Cerro Walther Penck (also known as Cerro Cazadero or Cerro Tipas) is a massive complex volcano in the Andes, located in northwestern Argentina, Catamarca Province, Tinogasta Department, at the Puna de Atacama. It is just southwest of Ojos del Salado, the highest volcano in the world.  Walther Penck itself is perhaps the third highest active volcano in the world.

Vulcanism
The complex covers a surface area of , it consists of stratovolcanoes, lava domes, and lava flows. There are reports of fumarolic activity, and de Silva and Francis (1991) considered that the volcano was last active in the Holocene. Crater lakes with a smell of sulfur were reported in 2013. The Tipas-Cerro Bayo complex was active 2.9-1.2 million years ago with dacites and rhyolites. Magma composition is typical for Andean stratovolcanoes.
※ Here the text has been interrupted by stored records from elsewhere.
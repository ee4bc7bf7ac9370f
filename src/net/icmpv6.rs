// Licensed under the Apache License, Version 2.0 or the MIT License.
// SPDX-License-Identifier: Apache-2.0 OR MIT

//! ICMPv6 echo request/reply and destination-unreachable generation
//! (`SPEC_FULL.md` §4.6). Type names follow
//! `capsules_extra::net::icmpv6::{ICMP6Header, ICMP6Type}`
//! (`examples/tock-tock/capsules/extra/src/net/icmpv6/mod.rs` re-exports
//! them; the submodule body was not retrieved, so the RFC 4443 wire layout
//! is used directly).

use crate::error::{Result, ThreadError};
use crate::net::address::Ipv6Addr;
use crate::net::ip6::PseudoHeaderChecksum;

pub const ICMP6_HEADER_LEN: usize = 8;

#[derive(Clone, Copy, Debug, Eq, PartialEq)]
pub enum Icmp6Type {
    DestUnreachable(DestUnreachableCode),
    EchoRequest,
    EchoReply,
    Other(u8),
}

#[derive(Clone, Copy, Debug, Eq, PartialEq)]
pub enum DestUnreachableCode {
    NoRoute,
    AddressUnreachable,
    PortUnreachable,
}

impl Icmp6Type {
    fn type_code(self) -> (u8, u8) {
        match self {
            Icmp6Type::DestUnreachable(code) => {
                let c = match code {
                    DestUnreachableCode::NoRoute => 0,
                    DestUnreachableCode::AddressUnreachable => 3,
                    DestUnreachableCode::PortUnreachable => 4,
                };
                (1, c)
            }
            Icmp6Type::EchoRequest => (128, 0),
            Icmp6Type::EchoReply => (129, 0),
            Icmp6Type::Other(t) => (t, 0),
        }
    }

    fn from_type_code(t: u8, c: u8) -> Self {
        match (t, c) {
            (1, 0) => Icmp6Type::DestUnreachable(DestUnreachableCode::NoRoute),
            (1, 3) => Icmp6Type::DestUnreachable(DestUnreachableCode::AddressUnreachable),
            (1, 4) => Icmp6Type::DestUnreachable(DestUnreachableCode::PortUnreachable),
            (128, 0) => Icmp6Type::EchoRequest,
            (129, 0) => Icmp6Type::EchoReply,
            (t, _) => Icmp6Type::Other(t),
        }
    }
}

#[derive(Clone, Copy, Debug, Eq, PartialEq)]
pub struct Icmp6Header {
    pub icmp_type: Icmp6Type,
    pub checksum: u16,
    /// Echo identifier/sequence (bytes 4..8), unused/zero for other types.
    pub rest_of_header: u32,
}

impl Icmp6Header {
    pub fn encode(&self, out: &mut [u8]) -> Result<()> {
        if out.len() < ICMP6_HEADER_LEN {
            return Err(ThreadError::NoBufs);
        }
        let (t, c) = self.icmp_type.type_code();
        out[0] = t;
        out[1] = c;
        out[2..4].copy_from_slice(&self.checksum.to_be_bytes());
        out[4..8].copy_from_slice(&self.rest_of_header.to_be_bytes());
        Ok(())
    }

    pub fn decode(buf: &[u8]) -> Result<Self> {
        if buf.len() < ICMP6_HEADER_LEN {
            return Err(ThreadError::Parse);
        }
        Ok(Self {
            icmp_type: Icmp6Type::from_type_code(buf[0], buf[1]),
            checksum: u16::from_be_bytes([buf[2], buf[3]]),
            rest_of_header: u32::from_be_bytes([buf[4], buf[5], buf[6], buf[7]]),
        })
    }
}

/// Checksum over the ICMPv6 pseudo-header, header (checksum field zeroed),
/// and payload.
pub fn checksum(src: &Ipv6Addr, dst: &Ipv6Addr, header: &Icmp6Header, payload: &[u8]) -> u16 {
    let total_len = ICMP6_HEADER_LEN + payload.len();
    let mut csum = PseudoHeaderChecksum::new(src, dst, total_len as u32, 58);
    let mut header_bytes = [0u8; ICMP6_HEADER_LEN];
    let zeroed = Icmp6Header {
        checksum: 0,
        ..*header
    };
    zeroed.encode(&mut header_bytes).unwrap();
    csum.add_bytes(&header_bytes);
    csum.add_bytes(payload);
    csum.finalize()
}

/// Builds an Echo Reply in response to an Echo Request, copying the
/// identifier/sequence and payload verbatim (RFC 4443 §4.2).
pub fn echo_reply_for(request: &Icmp6Header) -> Option<Icmp6Header> {
    match request.icmp_type {
        Icmp6Type::EchoRequest => Some(Icmp6Header {
            icmp_type: Icmp6Type::EchoReply,
            checksum: 0,
            rest_of_header: request.rest_of_header,
        }),
        _ => None,
    }
}

/// Builds a destination-unreachable header reporting why `original` (an
/// IPv6 datagram this node originated or was forwarding) could not be
/// delivered (`SPEC_FULL.md` §4.6, §7 "the application sees ICMPv6
/// destination-unreachable").
pub fn dest_unreachable(code: DestUnreachableCode) -> Icmp6Header {
    Icmp6Header {
        icmp_type: Icmp6Type::DestUnreachable(code),
        checksum: 0,
        rest_of_header: 0,
    }
}

#[cfg(test)]
mod tests {
    use super::*;

    #[test]
    fn header_round_trips() {
        let header = Icmp6Header {
            icmp_type: Icmp6Type::EchoRequest,
            checksum: 0x1234,
            rest_of_header: 0x0001_0007,
        };
        let mut buf = [0u8; ICMP6_HEADER_LEN];
        header.encode(&mut buf).unwrap();
        assert_eq!(Icmp6Header::decode(&buf).unwrap(), header);
    }

    #[test]
    fn echo_reply_preserves_identifier_and_sequence() {
        let request = Icmp6Header {
            icmp_type: Icmp6Type::EchoRequest,
            checksum: 0,
            rest_of_header: 0x0042_0007,
        };
        let reply = echo_reply_for(&request).unwrap();
        assert_eq!(reply.icmp_type, Icmp6Type::EchoReply);
        assert_eq!(reply.rest_of_header, request.rest_of_header);
    }

    #[test]
    fn non_echo_request_has_no_reply() {
        let header = dest_unreachable(DestUnreachableCode::NoRoute);
        assert!(echo_reply_for(&header).is_none());
    }

    #[test]
    fn dest_unreachable_type_code_round_trips() {
        for code in [
            DestUnreachableCode::NoRoute,
            DestUnreachableCode::AddressUnreachable,
            DestUnreachableCode::PortUnreachable,
        ] {
            let header = dest_unreachable(code);
            let mut buf = [0u8; ICMP6_HEADER_LEN];
            header.encode(&mut buf).unwrap();
            let decoded = Icmp6Header::decode(&buf).unwrap();
            assert_eq!(decoded.icmp_type, Icmp6Type::DestUnreachable(code));
        }
    }
}
impl<'a> Fragmenter<'a> {
    pub fn new(payload: &'a [u8], datagram_tag: u16) -> Result<Self> {
        if payload.len() > 0x7ff {
            return Err(ThreadError::InvalidArgs);
        }
        Ok(Self {
            payload,
            datagram_tag,
            sent: 0,
            first: true,
        })
    }

    pub fn is_done(&self) -> bool {
        self.sent >= self.payload.len()
    }

    /// Writes the next fragment's header plus payload slice into `out`,
    /// returning `None` once every byte of `payload` has been emitted.
    pub fn next(&mut self, out: &mut heapless::Vec<u8, { MAX_FRAME_PAYLOAD + 8 }>) -> Option<()> {
        if self.is_done() {
            return None;
        }
        out.clear();
        let remaining = self.payload.len() - self.sent;
        if self.first {
            let header_len = FIRST_FRAGMENT_HEADER_LEN;
            let mut chunk = (MAX_FRAME_PAYLOAD - header_len).min(remaining);
            if chunk < remaining {
                chunk -= chunk % UNIT_BYTES;
            }
            let header = FirstFragmentHeader {
                datagram_size: self.payload.len() as u16,
                datagram_tag: self.datagram_tag,
            };
            let mut hdr_bytes = [0u8; FIRST_FRAGMENT_HEADER_LEN];
            header.encode(&mut hdr_bytes).ok()?;
            out.extend_from_slice(&hdr_bytes).ok()?;
            out.extend_from_slice(&self.payload[self.sent..self.sent + chunk]).ok()?;
            self.sent += chunk;
            self.first = false;
        } else {
            let header_len = SUBSEQUENT_FRAGMENT_HEADER_LEN;
            let mut chunk = (MAX_FRAME_PAYLOAD - header_len).min(remaining);
            if chunk < remaining {
                chunk -= chunk % UNIT_BYTES;
            }
            let header = SubsequentFragmentHeader {
                datagram_size: self.payload.len() as u16,
                datagram_tag: self.datagram_tag,
                datagram_offset: (self.sent / UNIT_BYTES) as u8,
            };
            let mut hdr_bytes = [0u8; SUBSEQUENT_FRAGMENT_HEADER_LEN];
            header.encode(&mut hdr_bytes).ok()?;
            out.extend_from_slice(&hdr_bytes).ok()?;
            out.extend_from_slice(&self.payload[self.sent..self.sent + chunk]).ok()?;
            self.sent += chunk;
        }
        Some(())
    }
}
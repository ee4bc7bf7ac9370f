// Licensed under the Apache License, Version 2.0 or the MIT License.
// SPDX-License-Identifier: Apache-2.0 OR MIT

//! SHA-256, wrapped from the `sha2` crate (`SPEC_FULL.md` §4.3). Used on its
//! own nowhere in this crate directly; it is the hash [`crate::crypto::hmac`]
//! is built over for key derivation.

use sha2::Digest;

pub struct Sha256 {
    inner: sha2::Sha256,
}

impl Sha256 {
    pub fn new() -> Self {
        Self {
            inner: sha2::Sha256::new(),
        }
    }

    pub fn update(&mut self, data: &[u8]) {
        self.inner.update(data);
    }

    pub fn finalize(self) -> [u8; 32] {
        self.inner.finalize().into()
    }
}

impl Default for Sha256 {
    fn default() -> Self {
        Self::new()
    }
}

pub fn sha256(data: &[u8]) -> [u8; 32] {
    let mut hasher = Sha256::new();
    hasher.update(data);
    hasher.finalize()
}
// Licensed under the Apache License, Version 2.0 or the MIT License.
// SPDX-License-Identifier: Apache-2.0 OR MIT

//! The EID→RLOC16 address resolver (`SPEC_FULL.md` §4.11), grounded on
//! `address_resolver.hpp` (`examples/original_source/`).

pub mod cache;

pub use cache::{AddressResolver, CacheState, CACHE_ENTRIES, DISCOVER_TIMEOUT_MS};
// Licensed under the Apache License, Version 2.0 or the MIT License.
// SPDX-License-Identifier: Apache-2.0 OR MIT

//! MLE message security: AES-CCM* with the MLE key, replay-checked by
//! frame counter (`SPEC_FULL.md` §4.9: "All MLE messages are AES-CCM
//! secured with the MLE key. Replay is rejected by frame counter.").
//!
//! Reuses [`crate::mac::secure_outgoing`]/[`crate::mac::verify_incoming`]
//! directly rather than re-deriving CCM* framing: the nonce layout
//! (`ext_address || frame_counter || security_level`) and tag handling are
//! identical to the MAC layer's, only the key and the frame counter space
//! differ.

use log::warn;

use crate::error::Result;
use crate::mac::frame::{KeyId, Security, SecurityLevel};
use crate::mac::{accept_frame_counter, ReplayFilter};

/// The fixed security level every MLE command uses.
pub const MLE_SECURITY_LEVEL: SecurityLevel = SecurityLevel::EncMic32;

pub fn secure_outgoing(
    mle_key: &[u8; 16],
    ext_address: &[u8; 8],
    frame_counter: u32,
    header_bytes: &[u8],
    payload: &mut [u8],
) -> Result<heapless::Vec<u8, 16>> {
    let security = Security {
        level: MLE_SECURITY_LEVEL,
        key_id: KeyId::Implicit,
        frame_counter,
    };
    crate::mac::secure_outgoing(mle_key, ext_address, &security, header_bytes, payload)
}

/// Rejects replays via `replay` before verifying the CCM* tag, so a
/// tampered-but-replayed frame can't be used to probe the replay filter.
pub fn verify_incoming<R: ReplayFilter>(
    replay: &mut R,
    mle_key: &[u8; 16],
    ext_address: &[u8; 8],
    frame_counter: u32,
    header_bytes: &[u8],
    payload: &mut [u8],
    tag: &[u8],
) -> Result<()> {
    accept_frame_counter(replay, ext_address, frame_counter)?;
    let security = Security {
        level: MLE_SECURITY_LEVEL,
        key_id: KeyId::Implicit,
        frame_counter,
    };
    crate::mac::verify_incoming(mle_key, ext_address, &security, header_bytes, payload, tag)
}

#[cfg(test)]
mod tests {
    use super::*;
    use crate::error::ThreadError;

    struct FakeReplay {
        last: Option<u32>,
    }
    impl ReplayFilter for FakeReplay {
        fn last_frame_counter(&self, _ext_address: &[u8; 8]) -> Option<u32> {
            self.last
        }
        fn record_frame_counter(&mut self, _ext_address: &[u8; 8], counter: u32) {
            self.last = Some(counter);
        }
    }

    #[test]
    fn mle_message_round_trips_and_rejects_replay() {
        let key = [0x77u8; 16];
        let ext = [0x01; 8];
        let header = [0xaa, 0xbb];
        let mut replay = FakeReplay { last: None };

        let mut payload = *b"child id request";
        let tag = secure_outgoing(&key, &ext, 1, &header, &mut payload).unwrap();
        verify_incoming(&mut replay, &key, &ext, 1, &header, &mut payload, &tag).unwrap();
        assert_eq!(&payload, b"child id request");

        // Replaying the same frame counter is rejected even with a valid tag.
        let mut replayed = payload;
        assert_eq!(
            verify_incoming(&mut replay, &key, &ext, 1, &header, &mut replayed, &tag),
            Err(ThreadError::Security)
        );
    }
}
Tomographic studies of the underlying crust indicate a pattern of seismic attenuation beneath Tipas.

Elevation
It has an official height of 6658 meters, however, based on the elevation provided by the available Digital elevation models, SRTM (6663m), ASTER (6627m), SRTM filled with ASTER (6663m), TanDEM-X(6699m), and also a handheld GPS survey by Maximo Kausch on 04/2013 (6688 meters), Walther Penck is about 6670 meters above sea level.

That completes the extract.